As escolas de educação infantil são as que registram maior intenção de volta das crianças, principalmente porque o ensino online não é recomendado nem eficaz. Na Recreio, no Alto de Pinheiros, 75% dos pais disseram que vão mandar seus filhos. As famílias foram chamadas inclusive para os grupos de trabalho sobre o retorno.

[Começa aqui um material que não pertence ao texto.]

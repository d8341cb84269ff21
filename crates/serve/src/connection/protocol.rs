use std::fmt;

use http::HeaderValue;
use http::header::{CONNECTION, CONTENT_LENGTH};
use tokio_util::codec::{Decoder, Encoder};

use crate::codec::{HttpCodec, ResponseFrame};
use crate::fastcgi::FcgiCodec;
use crate::protocol::{ConnectionError, FcgiError, ParseError, Request, Response, SendError, Status, Version};

/// A wire protocol the connection engine can speak.
///
/// The codec halves turn bytes into [`Request`]s and [`ResponseFrame`]s into
/// bytes; the two hooks carry the per-protocol policy the engine needs.
pub trait WireProtocol:
    Decoder<Item = Request, Error: Into<ConnectionError> + fmt::Display + Send>
    + for<'a> Encoder<ResponseFrame<'a>, Error = SendError>
    + Send
    + 'static
{
    /// The response to send for a decode error before closing, if the protocol
    /// can frame one at all.
    fn stock_response(&self, error: &<Self as Decoder>::Error) -> Option<Response>;

    /// Adjusts headers once, right before the preamble is encoded.
    ///
    /// `finishing` tells whether this first write is also the last one of the
    /// cycle. Returns whether the connection may be reused afterwards.
    fn prepare(&mut self, request: &Request, response: &mut Response, finishing: bool) -> bool;
}

impl WireProtocol for HttpCodec {
    fn stock_response(&self, error: &ParseError) -> Option<Response> {
        match error {
            ParseError::Io { .. } => None,
            _ => Some(Response::stock(Status::BadRequest)),
        }
    }

    fn prepare(&mut self, request: &Request, response: &mut Response, finishing: bool) -> bool {
        let mut keep_alive = request.keep_alive() && !response.wants_close();

        if response.status().allows_body() && !response.headers().contains_key(CONTENT_LENGTH) {
            if finishing {
                let length = HeaderValue::from(response.body().len());
                response.headers_mut().insert(CONTENT_LENGTH, length);
            } else {
                // without a length the end of the body is the end of the connection
                keep_alive = false;
            }
        }

        let version = request.version();
        if !response.headers().contains_key(CONNECTION) {
            if keep_alive && version == Version::HTTP_10 {
                response.headers_mut().insert(CONNECTION, HeaderValue::from_static("keep-alive"));
            } else if !keep_alive && version >= Version::HTTP_11 {
                response.headers_mut().insert(CONNECTION, HeaderValue::from_static("close"));
            }
        }

        keep_alive
    }
}

impl WireProtocol for FcgiCodec {
    fn stock_response(&self, _error: &FcgiError) -> Option<Response> {
        None
    }

    fn prepare(&mut self, request: &Request, _response: &mut Response, _finishing: bool) -> bool {
        request.keep_alive()
    }
}
use std::net::SocketAddr;

use tokio::io::{AsyncRead, AsyncWrite, DuplexStream};
use tokio::net::TcpStream;
use tokio_rustls::server::TlsStream;

/// A byte stream a [`Connection`](crate::connection::Connection) can drive.
///
/// Reading and writing come from tokio's I/O traits, the protocol-aware
/// shutdown is `AsyncWriteExt::shutdown` and closing is dropping the value.
pub trait Transport: AsyncRead + AsyncWrite + Unpin + Send + 'static {
    /// The peer's address, when the transport has a meaningful one.
    fn remote_addr(&self) -> Option<SocketAddr> {
        None
    }
}

impl Transport for TcpStream {
    fn remote_addr(&self) -> Option<SocketAddr> {
        self.peer_addr().ok()
    }
}

impl<T: Transport> Transport for TlsStream<T> {
    fn remote_addr(&self) -> Option<SocketAddr> {
        self.get_ref().0.remote_addr()
    }
}

#[cfg(unix)]
impl Transport for tokio::net::UnixStream {}

/// In-memory pipe, for embedding a connection without a socket.
impl Transport for DuplexStream {}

“Os pais tiveram consciência maior de como está sendo para a escola planejar no escuro, com respostas do governo que chegam em cima da hora e problemas financeiros”, diz Carolina Arantes, de 36 anos, mãe de Inácio, de 5. Para ela, fazer parte do grupo ajudou a ter mais confiança na volta. Boa parte das escolas perdeu a maioria de seus alunos de menos de 4 anos por não haver obrigatoriedade de matrícula e, segundo estimativas do Sieeesp, 30% delas fecharam as portas na pandemia.
Muitos diretores revelam ansiedade para a volta, com uma sensação de recomeço em um contexto inesperado. Para Andrea, do Oswald, o sentimento é de todos envolvidos com educação. “Existe uma vontade enorme de todo mundo, famílias, professores e funcionários, de entrar na escola, de voltar à vida, mas também muito medo e angústia.”
As escolas da rede pública da capital abrirão em menor número do que as particulares. Entre as estaduais da cidade somente 100 de 1.086 vão retomar as atividades presenciais na quarta-feira. Já a Prefeitura afirmou que ainda não tem um número fechado de quantas escolas municipais resolveram abrir.
A volta em outubro é voluntária para escolas, pais e professores. A Prefeitura só autorizou na cidade atividades extracurriculares, como música, artes, recreação e reforço de Matemática e Português.
No restante de São Paulo, em municípios que autorizaram, as escolas estaduais foram abertas em setembro para esse tipo de atividade e permanecerão assim em outubro para estudantes do ensino fundamental. Os alunos de ensino médio já poderão ter aulas agora em outubro.
As escolas públicas enfrentam resistência dos professores para reabrir – que alegam medo de contaminação e pouca estrutura para manter protocolos. Estado e Prefeitura alegam que compraram EPIs, kits de higiene e equiparam escolas
"Sempre fui a maior defensora de toda a precaução, minhas duas filhas são asmáticas, de ficar no respirador. A gente só sai para fazer o básico, não vê amigos, família. Eu dizia que elas só iriam para a escola se tivesse vacina. Mas o tempo foi passando, seis meses é muito tempo para duas pré-adolescentes ficarem trancadas no quarto. Uma delas voltou à natação e vi como se sentiu muito melhor. Acho agora que o prejuízo físico e emocional está sendo muito maior do que vir talvez a ficar doente se for para a escola. Por isso mudei de ideia e elas vão... ver as amigas, que é o mais importante neste momento. Já estão animadas só de falar em ir, arrumando as coisas."
"O Diogo, de 3 anos, foi um bebê chiador, com bronco espasmos. Mas fomos à escola fazer uma visita esta semana e chorei de vê-lo feliz lá, interagindo. Estou em um grande dilema. A minha filha mais velha, de 9 anos, quer ir, mas também teme prejudicar o irmão. E eu vou privar a mais velha, que nunca tomou antibiótico na vida? Não me preocupo com conteúdo, mas a escola é o lugar de encontrar outras pessoas, exercitar tolerância, respeito, coletivo. Estou vivendo minuto após o outro, tem hora que estou mais segura, outras não. Me preocupa muito o quadro dele, mas ele iria se fortalecer podendo ter outras experiências do que só ser um menino de apartamento."
"Meus filhos de 9 e 13 anos se adaptaram muito bem ao ensino remoto, não acho que a qualidade diminuiu. Estamos muito isolados, trabalhamos em casa, e eles têm convivência com meus pais. Não acho que vale a pena, por causa de 2 meses de escola, arriscar pegar a doença e também perder a convivência familiar. O meu filho mais velho diz que não voltar agora é dar sua contribuição para não espalhar o vírus. A mais nova oscila, fala que quer ver as amigas. A melhor amiga dela vai voltar e talvez tenha de enfrentar um problema, mas não penso em recuar. Respeito quem quer retornar, mas falta tão pouco para acabar o ano. Em 2021 tenho fé de que vamos começar a vacinar."